Re: How to Manage RAM Usage at Heavy Indexing

P Williams Mon, 09 Sep 2013 11:23:54 -0700

Hi,

I've been seeing the same thing on CentOS with high physical memory use
with low JVM-Memory use.  I came to the conclusion that this was expected
behaviour.  Using top I noticed that my solr user's java process has
Virtual memory allocated of about twice the size of the index, actual is
within the limits I set when jetty starts.  I infer from this that 98% of
Physical Memory is being used to cache the index.  Walter, Erick and others
are constantly reminding people on list to have RAM the size of the index
available -- I think 98% physical memory use is exactly why.  Here is an
excerpt from Uwe Schindler's well written
piece<http://blog.thetaphi.de/2012/07/use-lucenes-mmapdirectory-on-64bit.html>which
explains in greater detail:


*"Basically mmap does the same like handling the Lucene index as a swap
file. The mmap() syscall tells the O/S kernel to virtually map our whole
index files into the previously described virtual address space, and make
them look like RAM available to our Lucene process. We can then access our
index file on disk just like it would be a large byte[] array (in Java this
is encapsulated by a ByteBuffer interface to make it safe for use by Java
code). If we access this virtual address space from the Lucene code we
don’t need to do any syscalls, the processor’s MMU and TLB handles all the
mapping for us.
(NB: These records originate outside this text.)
// src/handlers/compliances.rs

use axum::{
    extract::{Path, State},
    response::Response,
    routing::get,
    Router,
};
use axum_extra::extract::cookie::CookieJar;

use crate::{
    common::{
        db_utils::WithEmployee,
        error::AppError,
        form::Bound,
        view::{redirect_with_flash, Flash, Page},
    },
    config::AppState,
    handlers::{
        choices_or_empty, redirect_missing_id, redirect_on_failure, render, render_write_failure,
        today, Messages,
    },
    models::compliance::{Compliance, ComplianceForm},
};

const MESSAGES: Messages = Messages {
    list_path: "/Compliances",
    id_not_provided: "Compliance ID not provided.",
    not_found: "Compliance record not found.",
    id_mismatch: "Compliance ID mismatch.",
    load_list_error: "Error loading compliance records. Please try again.",
    load_create_error: "Error loading create form.",
    load_details_error: "Error loading compliance details.",
    load_edit_error: "Error loading compliance for editing.",
    load_delete_error: "Error loading compliance for deletion.",
    create_error: "Error creating compliance record. Please try again.",
    update_error: "Error updating compliance record. Please try again.",
    delete_error: "Error deleting compliance record. Please try again.",
};

pub fn routes() -> Router<AppState> {
    Router::new()
        .route("/Compliances", get(index))
        .route("/Compliances/Index", get(index))
        .route("/Compliances/Details", get(missing_id))
        .route("/Compliances/Details/{id}", get(details))
        .route("/Compliances/Create", get(create_form).post(create))
        .route("/Compliances/Edit", get(missing_id))
        .route("/Compliances/Edit/{id}", get(edit_form).post(edit))
        .route("/Compliances/Delete", get(missing_id))
        .route("/Compliances/Delete/{id}", get(delete_confirm).post(delete))
}

// GET /Compliances
pub async fn index(State(app_state): State<AppState>, jar: CookieJar) -> Response {
    match app_state.compliance_service.list().await {
        Ok(records) => render(jar, Page::new("Compliances/Index", records)),
        Err(e) => {
            tracing::error!("🔥 Falha ao listar conformidades: {}", e);
            let page = Page::new("Compliances/Index", Vec::<WithEmployee<Compliance>>::new())
                .with_flash(Some(Flash::error(MESSAGES.load_list_error)));
            render(jar, page)
        }
    }
}

async fn missing_id(jar: CookieJar) -> Response {
    redirect_missing_id(jar, &MESSAGES)
}

// GET /Compliances/Details/{id}
pub async fn details(
    State(app_state): State<AppState>,
    jar: CookieJar,
    Path(id): Path<i64>,
) -> Response {
    match app_state.compliance_service.get_detail(id).await {
        Ok(record) => render(jar, Page::new("Compliances/Details", record)),
        Err(e) => redirect_on_failure(jar, &MESSAGES, e, MESSAGES.load_details_error),
    }
}

// GET /Compliances/Create
pub async fn create_form(State(app_state): State<AppState>, jar: CookieJar) -> Response {
    match app_state.compliance_service.employee_choices(None).await {
        Ok(employees) => {
            let page = Page::new("Compliances/Create", ComplianceForm::with_defaults(today()))
                .with_employees(employees);
            render(jar, page)
        }
        Err(e) => redirect_on_failure(jar, &MESSAGES, e, MESSAGES.load_create_error),
    }
}

// POST /Compliances/Create
pub async fn create(
    State(app_state): State<AppState>,
    jar: CookieJar,
    bound: Bound<ComplianceForm>,
) -> Response {
    let result = match bound.converted() {
        Ok(form) => app_state.compliance_service.create(form).await,
        Err(e) => Err(e),
    };
    match result {
        Ok(_) => redirect_with_flash(
            jar,
            MESSAGES.list_path,
            Flash::success("Compliance record created successfully!"),
        ),
        Err(e) => {
            let employees =
                choices_or_empty(app_state.compliance_service.employee_choices(bound.form.employee_id).await);
            let page = Page::new("Compliances/Create", bound.form).with_employees(employees);
            render_write_failure(jar, page, e, MESSAGES.create_error)
        }
    }
}

// GET /Compliances/Edit/{id}
pub async fn edit_form(
    State(app_state): State<AppState>,
    jar: CookieJar,
    Path(id): Path<i64>,
) -> Response {
    let service = &app_state.compliance_service;
    let loaded = async {
        let record = service.get(id).await?;
        let employees = service.employee_choices(Some(record.employee_id)).await?;
        Ok::<_, AppError>((record, employees))
    };

    match loaded.await {
        Ok((record, employees)) => {
            let page = Page::new("Compliances/Edit", ComplianceForm::from(&record))
                .with_employees(employees);
            render(jar, page)
        }
        Err(e) => redirect_on_failure(jar, &MESSAGES, e, MESSAGES.load_edit_error),
    }
}

// POST /Compliances/Edit/{id}
pub async fn edit(
    State(app_state): State<AppState>,
    jar: CookieJar,
    Path(id): Path<i64>,
    bound: Bound<ComplianceForm>,
) -> Response {
    if bound.form.id != Some(id) {
        tracing::warn!("⚠️ ID divergente na edição de conformidade: rota {} / formulário {:?}", id, bound.form.id);
        return redirect_with_flash(jar, MESSAGES.list_path, Flash::error(MESSAGES.id_mismatch));
    }

    let result = match bound.converted() {
        Ok(form) => app_state.compliance_service.update(id, form).await,
        Err(e) => Err(e),
    };
    match result {
        Ok(_) => redirect_with_flash(
            jar,
            MESSAGES.list_path,
            Flash::success("Compliance record updated successfully!"),
        ),
        Err(AppError::NotFound) => {
            redirect_with_flash(jar, MESSAGES.list_path, Flash::error(MESSAGES.not_found))
        }
        Err(e) => {
            let employees =
                choices_or_empty(app_state.compliance_service.employee_choices(bound.form.employee_id).await);
            let page = Page::new("Compliances/Edit", bound.form).with_employees(employees);
            render_write_failure(jar, page, e, MESSAGES.update_error)
        }
    }
}

// GET /Compliances/Delete/{id}
pub async fn delete_confirm(
    State(app_state): State<AppState>,
    jar: CookieJar,
    Path(id): Path<i64>,
) -> Response {
    match app_state.compliance_service.get_detail(id).await {
        Ok(record) => render(jar, Page::new("Compliances/Delete", record)),
        Err(e) => redirect_on_failure(jar, &MESSAGES, e, MESSAGES.load_delete_error),
    }
}

// POST /Compliances/Delete/{id}
pub async fn delete(
    State(app_state): State<AppState>,
    jar: CookieJar,
    Path(id): Path<i64>,
) -> Response {
    match app_state.compliance_service.delete(id).await {
        Ok(()) => redirect_with_flash(
            jar,
            MESSAGES.list_path,
            Flash::success("Compliance record deleted successfully!"),
        ),
        Err(e) => redirect_on_failure(jar, &MESSAGES, e, MESSAGES.delete_error),
    }
}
If the data is only on disk, the MMU will cause an
interrupt and the O/S kernel will load the data into file system cache. If
it is already in cache, MMU/TLB map it directly to the physical memory in
file system cache. It is now just a native memory access, nothing more! We
don’t have to take care of paging in/out of buffers, all this is managed by
the O/S kernel. Furthermore, we have no concurrency issue, the only
overhead over a standard byte[] array is some wrapping caused by
Java’s ByteBuffer
interface (it is still slower than a real byte[] array, but that is the
only way to use mmap from Java and is much faster than all other directory
implementations shipped with Lucene). We also waste no physical memory, as
we operate directly on the O/S cache, avoiding all Java GC issues described
before."*
*
*
Is it odd that my index is ~16GB but top shows 30GB in virtual memory?
 Would the extra be for the field and filter caches I've increased in size?

I went through a few Java tuning steps relating to OutOfMemoryErrors when
using DataImportHandler with Solr.  The first thing is that when using the
FileEntityProcessor for each file in the file system to be indexed an entry
is made and stored in heap before any indexing actually occurs.  When I
started pointing this at very large directories I started running out of
heap.  One work-around is to divide the job up into smaller batches, but I
was able to allocate more memory so that everything fit.  The next thing is
that with more memory allocated the limiting factor was too many open
files.  After allowing the solr user to open more files I was able to get
past this as well.  There was a sweet spot where indexing with just enough
memory was slow enough that I didn't experience the too many open files
error but why go slow?  Now I'm able to index ~4M documents (newspaper
articles and fulltext monographs) in about 7 hours.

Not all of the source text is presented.